→ **EXERCISE INPUT**:
· · · ·
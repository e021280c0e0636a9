use crate::{AstroError, AstroResult, JulianDate};

/// Parses an ISO 8601 timestamp into a [`JulianDate`].
///
/// Accepts `YYYY-MM-DDTHH:MM:SS`, with an optional trailing `Z` and an
/// optional fractional second, or a bare `YYYY-MM-DD` (midnight UTC). A
/// space is accepted in place of the `T` separator.
pub fn parse_iso8601(s: &str) -> AstroResult<JulianDate> {
    let s = s.trim();
    let s = s.strip_suffix('Z').unwrap_or(s);

    let (date_part, time_part) = match s.find(['T', ' ']) {
        Some(pos) => (&s[..pos], Some(&s[pos + 1..])),
        None => (s, None),
    };

    let (year, month, day) = parse_date(date_part)?;
    let (hour, minute, second) = match time_part {
        Some(t) => parse_time(t)?,
        None => (0, 0, 0.0),
    };

    if !(1..=12).contains(&month) || !(1..=31).contains(&day) {
        return Err(AstroError::InvalidDate { year, month, day });
    }
    if hour > 23 || minute > 59 || !(0.0..60.0).contains(&second) {
        return Err(AstroError::Parse(format!("invalid time of day: '{}'", s)));
    }

    Ok(JulianDate::from_calendar(year, month, day, hour, minute, second))
}

fn parse_date(s: &str) -> AstroResult<(i32, u8, u8)> {
    let parts: Vec<&str> = s.split('-').collect();
    if parts.len() != 3 {
        return Err(AstroError::Parse(format!(
            "invalid date '{}', expected YYYY-MM-DD",
            s
        )));
    }
    let year = parse_component(parts[0], s)?;
    let month = parse_component(parts[1], s)?;
    let day = parse_component(parts[2], s)?;
    Ok((year, month, day))
}

fn parse_time(s: &str) -> AstroResult<(u8, u8, f64)> {
    let parts: Vec<&str> = s.split(':').collect();
    if parts.len() != 3 {
        return Err(AstroError::Parse(format!(
            "invalid time '{}', expected HH:MM:SS",
            s
        )));
    }
    let hour = parse_component(parts[0], s)?;
    let minute = parse_component(parts[1], s)?;
    let second: f64 = parts[2]
        .parse()
        .map_err(|_| AstroError::Parse(format!("invalid seconds in '{}'", s)))?;
    Ok((hour, minute, second))
}

fn parse_component<T: std::str::FromStr>(part: &str, whole: &str) -> AstroResult<T> {
    part.parse()
        .map_err(|_| AstroError::Parse(format!("invalid component '{}' in '{}'", part, whole)))
}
· · · ·
→ **EXERCISE**: For this exercise, find all lines in the records containing the word "optional" and copy them.

→ **EXPECTED ANSWER**:
/// Accepts `YYYY-MM-DDTHH:MM:SS`, with an optional trailing `Z` and an
/// optional fractional second, or a bare `YYYY-MM-DD` (midnight UTC). A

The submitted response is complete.